生乳100%ヨーグルトは、ちょっと高いので、自分でヨーグルトを作る事にします。
自分でヨーグルトから作った方が、完成品の自家製度がより高まり、愛着も沸くでしょう。
1リットルの牛乳を適当な蓋付きの容器に入れ、電子レンジで40℃に温めて、そこに市販のヨーグルトをスプーン1杯入れて混ぜます。
温かい所に1日置いておきます。
我が家では、冷蔵庫の上に置いてます。
夏なら一晩で固まりますし、春や秋でも24時間くらいで何とか固まります。
冬でも36時間か、48時間か、それ以上で固まります。
ヨーグルトを混ぜた牛乳は、そう簡単に腐りません。
必ずヨーグルトになります。
容器がめちゃくちゃ汚い場合は腐るかも知れませんが、普通に洗った容器なら大丈夫です。
24時間で固まりました。
これを作ったのは、9月下旬の京都です。
水切りヨーグルトを作る
ボウルの上にザルを重ね、手ぬぐいを敷き、ヨーグルトをぶちまけます。
24時間後、水切りヨーグルトの完成です。
納豆と混ぜ熟成させる
納豆1パック、塩10gを加え混ぜる。
ピントがずれてしまいましたが、このように納豆のネバネバによって、カスピ海ヨーグルトのように、ビヨーンと伸びる水切りヨーグルトになりました。
これを常温で数日間熟成させます。
4日後
蓋を開けると、プーンと納豆とヨーグルトちょっと熟成された臭い。
このように固まっています。
熱湯につけて揉む
モッツァレラチーズは、この工程が大切なのです。
揉む事によって、あの弾力が付くのです。
80℃の熱湯に入れます。
スプーン3杯分入れました。
しばらくして取り出しました。
これを揉みます。
揉めばドロドロに崩れてしまいました。
むむむ…
むむ…
納豆モッツァレラチーズ失敗!!
モッツァレラチーズ作りは、pH調節とか他にも繊細なバランスが必要なので、レンネットを使っても失敗する事があるらしいので、今回の失敗をもって納豆を混ぜる方法が間違っていたとは言えません。

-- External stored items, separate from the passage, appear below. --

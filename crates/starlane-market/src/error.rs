//! Error types for the `starlane-market` crate.
//!
//! Order-level problems are not errors: they become
//! [`OrderRejection`](starlane_types::OrderRejection) values and the tick
//! continues. [`MarketError`] covers failures that indicate a broken
//! invariant (settlement of an order that passed validation) or bad input.

use starlane_types::{AgentId, Commodity, SystemId};
use starlane_world::WorldError;

/// Errors that can occur during market setup or settlement.
#[derive(Debug, thiserror::Error)]
pub enum MarketError {
    /// Arithmetic overflow in a price or quantity calculation.
    #[error("arithmetic overflow in market calculation")]
    ArithmeticOverflow,

    /// The agent is not registered in this market.
    #[error("agent {0} is not registered in this market")]
    UnknownAgent(AgentId),

    /// The house identifier belongs to a different system.
    #[error("house account of {found} used in market {expected}")]
    ForeignHouse {
        /// Market being settled.
        expected: SystemId,
        /// System the identifier belongs to.
        found: SystemId,
    },

    /// A buyer lacked the capital to pay for a fill.
    #[error("agent {agent} cannot pay {cost} for {commodity:?}")]
    InsufficientCapital {
        /// The buyer.
        agent: AgentId,
        /// The good being bought.
        commodity: Commodity,
        /// Cost of the fill.
        cost: rust_decimal::Decimal,
    },

    /// A seller lacked the units to deliver a fill.
    #[error("agent {agent} holds {available} {commodity:?}, needs {requested}")]
    InsufficientInventory {
        /// The seller.
        agent: AgentId,
        /// The good being sold.
        commodity: Commodity,
        /// Units required.
        requested: u32,
        /// Units held.
        available: u64,
    },

    /// Deriving a random stream failed.
    #[error("stream derivation failed: {source}")]
    World {
        /// The underlying world error.
        #[from]
        source: WorldError,
    },

    /// Market parameters are invalid.
    #[error("invalid market configuration: {reason}")]
    InvalidConfig {
        /// Explanation of what is wrong with the configuration.
        reason: String,
    },
}
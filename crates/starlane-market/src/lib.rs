//! Planet economies, system markets and double-auction clearing for the
//! Starlane simulation.
//!
//! # Modules
//!
//! - [`accounts`] -- The [`Accounts`] seam through which orders are validated
//!   and fills settled.
//! - [`book`] -- [`OrderBook`]: per-tick order intake with submission-time
//!   validation.
//! - [`clearing`] -- [`MarketEngine`]: sorted two-cursor matching, midpoint
//!   pricing, settlement.
//! - [`config`] -- Market parameters.
//! - [`conservation`] -- Goods and money conservation check around clearing.
//! - [`economy`] -- Planet economy classification and starting markets.
//! - [`error`] -- [`MarketError`].
//! - [`house`] -- Quotes posted by the house participant.
//! - [`market`] -- [`SystemMarket`]: prices, stock and the house account.
//! - [`pricing`] -- Published price update from clearing and imbalance.

pub mod accounts;
pub mod book;
pub mod clearing;
pub mod config;
pub mod conservation;
pub mod economy;
pub mod error;
pub mod house;
pub mod market;
pub mod pricing;

pub use accounts::{Accounts, Participants};
pub use book::OrderBook;
pub use clearing::{ClearingReport, CommodityOutcome, MarketEngine, Match, clearing_price, match_orders};
pub use config::MarketConfig;
pub use conservation::{Census, ConservationAnomaly, ConservationResult, verify_conservation};
pub use economy::{EconomyProfile, dominant_economy, initial_market};
pub use error::MarketError;
pub use house::{HouseQuotes, house_prices, post_house_orders};
pub use market::{MarketEntry, SystemMarket};
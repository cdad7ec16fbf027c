//! Simulation clock and time tracking.
//!
//! The clock is the sole sequencing authority of a run. It counts completed
//! ticks and maps them to simulated seconds. All derivations use checked
//! arithmetic; the tick number is the only stored state.

use crate::config::ClockConfig;

/// Errors that can occur during clock operations.
#[derive(Debug, thiserror::Error)]
pub enum ClockError {
    /// Tick counter would overflow.
    #[error("tick counter overflow: cannot advance beyond u64::MAX")]
    TickOverflow,

    /// Invalid clock configuration (zero tick duration).
    #[error("invalid clock configuration: {reason}")]
    InvalidConfig {
        /// Explanation of what is wrong with the configuration.
        reason: String,
    },
}

/// Tick counter of a simulation run.
///
/// Tick 0 is the generated state before any trading. The clock advances at
/// the start of each tick, so the first tick to run is tick 1.
#[derive(Debug, Clone, Copy, PartialEq, Eq)]
pub struct SimulationClock {
    /// Last tick started.
    tick: u64,

    /// Simulated seconds per tick.
    tick_duration_secs: u64,
}

impl SimulationClock {
    /// Create a clock at tick 0.
    ///
    /// # Errors
    ///
    /// Returns [`ClockError::InvalidConfig`] if the tick duration is zero.
    pub fn new(config: &ClockConfig) -> Result<Self, ClockError> {
        Self::from_parts(0, config.tick_duration_secs)
    }

    /// Create a clock from explicit parameters (useful for testing and
    /// state restoration).
    ///
    /// # Errors
    ///
    /// Returns [`ClockError::InvalidConfig`] if `tick_duration_secs` is 0.
    pub fn from_parts(tick: u64, tick_duration_secs: u64) -> Result<Self, ClockError> {
        if tick_duration_secs == 0 {
            return Err(ClockError::InvalidConfig {
                reason: "tick_duration_secs must be at least 1".to_owned(),
            });
        }
        Ok(Self {
            tick,
            tick_duration_secs,
        })
    }

    /// Advance the clock by one tick. Returns the new tick number.
    ///
    /// # Errors
    ///
    /// Returns [`ClockError::TickOverflow`] if the tick counter would exceed
    /// `u64::MAX`.
    pub fn advance(&mut self) -> Result<u64, ClockError> {
        self.tick = self.tick.checked_add(1).ok_or(ClockError::TickOverflow)?;
        Ok(self.tick)
    }

    /// Return the current tick number.
    pub const fn tick(&self) -> u64 {
        self.tick
    }

    /// Return the configured tick duration.
    pub const fn tick_duration_secs(&self) -> u64 {
        self.tick_duration_secs
    }

    /// Simulated seconds elapsed since tick 0.
    ///
    /// # Errors
    ///
    /// Returns [`ClockError::TickOverflow`] if the product does not fit in
    /// a `u64`.
    pub fn elapsed_secs(&self) -> Result<u64, ClockError> {
        self.tick
            .checked_mul(self.tick_duration_secs)
            .ok_or(ClockError::TickOverflow)
    }
}
//! Typed generation parameters.
//!
//! [`GalaxyConfig`] mirrors the `galaxy` section of `starlane-config.yaml`.
//! Every field has a default so partial YAML documents deserialize.
//! [`GalaxyConfig::validate`] runs once before any generation work; the
//! generator itself never re-checks business rules.

use std::collections::BTreeMap;

use serde::{Deserialize, Serialize};
use starlane_types::{Faction, Point, Rect, StarType};

use crate::error::WorldError;
use crate::rng::PathLimits;

/// Largest number of systems a sector may hold.
pub const MAX_SYSTEMS_PER_SECTOR: u32 = 4_096;

/// Largest number of planets a system may hold.
pub const MAX_PLANETS: u32 = 16;

/// Largest number of sectors in the grid.
pub const MAX_SECTORS: u32 = 65_536;

/// Universe generation parameters.
#[derive(Debug, Clone, PartialEq, Serialize, Deserialize)]
pub struct GalaxyConfig {
    /// Galaxy width in light years.
    #[serde(default = "default_width")]
    pub width: f64,

    /// Galaxy height in light years.
    #[serde(default = "default_height")]
    pub height: f64,

    /// Sector grid columns.
    #[serde(default = "default_columns")]
    pub columns: u32,

    /// Sector grid rows.
    #[serde(default = "default_rows")]
    pub rows: u32,

    /// Maximum systems per sector.
    #[serde(default = "default_density")]
    pub density: u32,

    /// Minimum systems per sector.
    #[serde(default = "default_min_density")]
    pub min_density: u32,

    /// Minimum distance between two systems of the same sector.
    #[serde(default = "default_min_system_spacing")]
    pub min_system_spacing: f64,

    /// Candidate positions tried per system before giving up.
    #[serde(default = "default_placement_retries")]
    pub placement_retries: u32,

    /// Minimum planets per system.
    #[serde(default)]
    pub min_planets: u32,

    /// Maximum planets per system.
    #[serde(default = "default_max_planets")]
    pub max_planets: u32,

    /// Relative frequency of each spectral class.
    #[serde(default = "default_star_weights")]
    pub star_weights: BTreeMap<StarType, u32>,

    /// Relative frequency of each sector faction.
    #[serde(default = "default_faction_weights")]
    pub faction_weights: BTreeMap<Faction, u32>,

    /// Orbital band policy.
    #[serde(default)]
    pub orbits: OrbitConfig,

    /// Disable parallel sector generation.
    #[serde(default)]
    pub force_sequential: bool,
}

impl Default for GalaxyConfig {
    fn default() -> Self {
        Self {
            width: default_width(),
            height: default_height(),
            columns: default_columns(),
            rows: default_rows(),
            density: default_density(),
            min_density: default_min_density(),
            min_system_spacing: default_min_system_spacing(),
            placement_retries: default_placement_retries(),
            min_planets: 0,
            max_planets: default_max_planets(),
            star_weights: default_star_weights(),
            faction_weights: default_faction_weights(),
            orbits: OrbitConfig::default(),
            force_sequential: false,
        }
    }
}

/// Orbital spacing and temperature bands that decide planet types.
#[derive(Debug, Clone, PartialEq, Serialize, Deserialize)]
pub struct OrbitConfig {
    /// Radius of the innermost slot around a Sun-like star, in AU.
    #[serde(default = "default_first_orbit")]
    pub first_orbit: f64,

    /// Ratio between consecutive slot radii.
    #[serde(default = "default_orbit_spacing")]
    pub orbit_spacing: f64,

    /// Above this temperature (K) planets are stripped to Metal.
    #[serde(default = "default_scorched_k")]
    pub scorched_k: f64,

    /// Upper bound (K) of the habitable band.
    #[serde(default = "default_habitable_max_k")]
    pub habitable_max_k: f64,

    /// Lower bound (K) of the habitable band.
    #[serde(default = "default_habitable_min_k")]
    pub habitable_min_k: f64,

    /// Below this temperature (K) volatiles freeze and giants can form.
    #[serde(default = "default_frost_line_k")]
    pub frost_line_k: f64,

    /// Probability that a slot beyond the frost line holds a gas giant.
    #[serde(default = "default_gas_giant_chance")]
    pub gas_giant_chance: f64,
}

impl Default for OrbitConfig {
    fn default() -> Self {
        Self {
            first_orbit: default_first_orbit(),
            orbit_spacing: default_orbit_spacing(),
            scorched_k: default_scorched_k(),
            habitable_max_k: default_habitable_max_k(),
            habitable_min_k: default_habitable_min_k(),
            frost_line_k: default_frost_line_k(),
            gas_giant_chance: default_gas_giant_chance(),
        }
    }
}

impl GalaxyConfig {
    /// Number of sectors in the grid.
    pub const fn sector_count(&self) -> u32 {
        self.columns.saturating_mul(self.rows)
    }

    /// Galaxy bounds, anchored at the origin.
    pub const fn bounds(&self) -> Rect {
        Rect::new(Point::new(0.0, 0.0), self.width, self.height)
    }

    /// Path limits derived from the grid and density bounds.
    pub const fn path_limits(&self) -> PathLimits {
        PathLimits {
            sectors: self.sector_count(),
            systems_per_sector: self.density,
            bodies_per_system: self.max_planets,
        }
    }

    /// Star weight table in spectral order.
    pub fn star_table(&self) -> Vec<(StarType, u32)> {
        StarType::ALL
            .iter()
            .map(|star| (*star, self.star_weights.get(star).copied().unwrap_or(0)))
            .collect()
    }

    /// Faction weight table in stable order.
    pub fn faction_table(&self) -> Vec<(Faction, u32)> {
        Faction::ALL
            .iter()
            .map(|faction| {
                (
                    *faction,
                    self.faction_weights.get(faction).copied().unwrap_or(0),
                )
            })
            .collect()
    }

    /// Check every parameter. Called once before generation.
    ///
    /// # Errors
    ///
    /// Returns [`WorldError::Configuration`] describing the first invalid
    /// parameter.
    pub fn validate(&self) -> Result<(), WorldError> {
        if !(self.width.is_finite() && self.width > 0.0)
            || !(self.height.is_finite() && self.height > 0.0)
        {
            return Err(WorldError::config(
                "galaxy width and height must be positive and finite",
            ));
        }
        if self.columns == 0 || self.rows == 0 {
            return Err(WorldError::config("sector grid must have at least one row and column"));
        }
        if self.columns.checked_mul(self.rows).is_none_or(|n| n > MAX_SECTORS) {
            return Err(WorldError::config(format!(
                "sector grid {}x{} exceeds {MAX_SECTORS} sectors",
                self.columns, self.rows
            )));
        }
        if self.density == 0 || self.density > MAX_SYSTEMS_PER_SECTOR {
            return Err(WorldError::config(format!(
                "density must be in 1..={MAX_SYSTEMS_PER_SECTOR}, got {}",
                self.density
            )));
        }
        if self.min_density > self.density {
            return Err(WorldError::config(format!(
                "min_density {} exceeds density {}",
                self.min_density, self.density
            )));
        }
        if !(self.min_system_spacing.is_finite() && self.min_system_spacing >= 0.0) {
            return Err(WorldError::config("min_system_spacing must be finite and non-negative"));
        }
        if self.placement_retries == 0 {
            return Err(WorldError::config("placement_retries must be at least 1"));
        }
        if self.max_planets > MAX_PLANETS || self.min_planets > self.max_planets {
            return Err(WorldError::config(format!(
                "planet range {}..={} invalid (maximum {MAX_PLANETS})",
                self.min_planets, self.max_planets
            )));
        }
        if self.star_table().iter().all(|(_, weight)| *weight == 0) {
            return Err(WorldError::config("star_weights must contain a positive weight"));
        }
        if self.faction_table().iter().all(|(_, weight)| *weight == 0) {
            return Err(WorldError::config("faction_weights must contain a positive weight"));
        }
        self.orbits.validate()
    }
}

impl OrbitConfig {
    fn validate(&self) -> Result<(), WorldError> {
        if !(self.first_orbit.is_finite() && self.first_orbit > 0.0) {
            return Err(WorldError::config("first_orbit must be positive"));
        }
        if !(self.orbit_spacing.is_finite() && self.orbit_spacing > 1.0) {
            return Err(WorldError::config("orbit_spacing must be greater than 1"));
        }
        let ordered = self.frost_line_k < self.habitable_min_k
            && self.habitable_min_k < self.habitable_max_k
            && self.habitable_max_k < self.scorched_k;
        if !ordered {
            return Err(WorldError::config(
                "temperature bands must satisfy frost_line < habitable_min < habitable_max < scorched",
            ));
        }
        if !(0.0..=1.0).contains(&self.gas_giant_chance) {
            return Err(WorldError::config("gas_giant_chance must be in [0, 1]"));
        }
        Ok(())
    }
}

// ---------------------------------------------------------------------------
// Default value functions (serde default requires named functions)
// ---------------------------------------------------------------------------

const fn default_width() -> f64 {
    3_000.0
}

const fn default_height() -> f64 {
    1_000.0
}

const fn default_columns() -> u32 {
    3
}

const fn default_rows() -> u32 {
    1
}

const fn default_density() -> u32 {
    5
}

const fn default_min_density() -> u32 {
    1
}

const fn default_min_system_spacing() -> f64 {
    50.0
}

const fn default_placement_retries() -> u32 {
    64
}

const fn default_max_planets() -> u32 {
    8
}

fn default_star_weights() -> BTreeMap<StarType, u32> {
    BTreeMap::from([
        (StarType::O, 1),
        (StarType::B, 2),
        (StarType::A, 6),
        (StarType::F, 12),
        (StarType::G, 16),
        (StarType::K, 25),
        (StarType::M, 38),
    ])
}

fn default_faction_weights() -> BTreeMap<Faction, u32> {
    BTreeMap::from([
        (Faction::Cartel, 15),
        (Faction::Empire, 45),
        (Faction::Federation, 30),
        (Faction::Independent, 10),
    ])
}

const fn default_first_orbit() -> f64 {
    0.3
}

const fn default_orbit_spacing() -> f64 {
    1.7
}

const fn default_scorched_k() -> f64 {
    500.0
}

const fn default_habitable_max_k() -> f64 {
    320.0
}

const fn default_habitable_min_k() -> f64 {
    240.0
}

const fn default_frost_line_k() -> f64 {
    170.0
}

const fn default_gas_giant_chance() -> f64 {
    0.6
}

そもそも私は一度もモッツァレラチーズを作った事がありません。
それなのに、こんなに変わった方法で挑戦するなんて、冒険ですね。
残った納豆モッツァレラチーズの出来損ないを熟成させる
モッツァレラチーズを一度も作った事が無いですが、熟成チーズなら何度も作って成功させています。
なので、熟成チーズに方向転換します。
納豆モッツァレラチーズの出来損ないをザルの上にクッキングペーパーを敷いてぶちまけます。
もう一枚クッキングペーパを重ねて、包むようにしました。
これを冷蔵庫に入れて、乾燥させます。
乾燥させるのは、長期熟成させるにあたって、カビ等の雑菌の繁殖を防ぐためです。
2週間後
水分が飛んで、かなり縮んだように見えます。
納豆とチーズの臭いがプーンとします。
紙をはがしてみると、このようになっています。
全くカビ等にやられている気配はありません。
おそらく納豆菌の力によって、カビをガードしてくれているのでしょう。
ちょっとだけ試食してみます。
ヨーグルトの酸味が残り、納豆の味はそのままで、まだまだ若いです。
これは、もっと長期間熟成させる必要があります。
長期熟成させる
ラップに包んで冷蔵庫で熟成させます。
ここからは、冷蔵庫の奥に眠らせて、その存在を忘れるくらいがちょうどいいでしょう。
思い出した頃には、熟成が進んで面白い事になっているはずです。
そして…
ゆっくりと…
半年熟成させました
半年の熟成でどうなっているでしょう。
見た目には特に変化はありません。
カビ等は全く発生してません。
それよりも…
プ~ン
臭いが強いです。
ウォッシュチーズ系のチーズ臭と納豆臭がします。
本物のウォッシュシーズ程の強烈さはありませんが、それを少しマイルドにした臭いです。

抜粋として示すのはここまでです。